まるたの記録

起こったこと、思ったこと。そして、愛の記録。といいつつ読書記録がメイン。

(17)20210907

 『マカン・マラン』を読み終えた。大事に大事に読み終えた。この本最後の料理は1週間かけて材料を追加していくスープだ。常連たちが材料を用意し、店の主人シャールの弟分であるジャダが調理を進める。ゆっくりゆっくり作る過程を、ゆっくりゆっくり読んだ。
 長い時間をかけて作るスープはアドベントスープと呼ばれていた。クリスマスのアドベントカレンダーになぞらえているらしい。日が進むにつれてミニギフトを手に入れたり、材料を追加したりするのはとても楽しいだろうなと思う。私の場合、カレンダーを眺めて今か今かと待つ行事は自分の誕生日だ。といっても、何をするでもなく「あと○日だ」と思うだけだけど。誕生日当日だって、何をするでもない。おめでとうと言われることも少ない。それでもなんとなく楽しみなのは、小さい頃の嬉しかった記憶たちのおかげだ。普段は「お菓子は2桁の値段のものを1つだけ」(あの頃は消費税が今より低かったから駄菓子でなくても2桁の値段のお菓子は存在した)なんていう親が、誕生日には自分の欲しいものをくれる。一緒に選ぶというよりは普段欲しがったものをくれていた気がする。

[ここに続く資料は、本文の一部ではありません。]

pub mod health;
pub mod market;
pub mod ranking;
pub mod signals;

use crate::AppState;
use axum::Router;

/// Create the API router.
pub fn router() -> Router<AppState> {
    Router::new()
        .merge(health::router())
        .nest("/api/ranking", ranking::router())
        .nest("/api/signals", signals::router())
        .nest("/api/market", market::router())
}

よく私のことを見ていてくれたんだなぁと思う。
 かなり話が変わったが、アドベントスープの香りに満ちる「マカン・マラン」は店の主人シャールの帰還を待っている。実をいうと、この本には続編がある。なんともメタいがそれによって私はシャールが戻ってくることを知っている。それでもドキドキしながら読んだ。戻ってきてほしいという願いが、きっと戻ってくるという予感がそうさせたのだろう。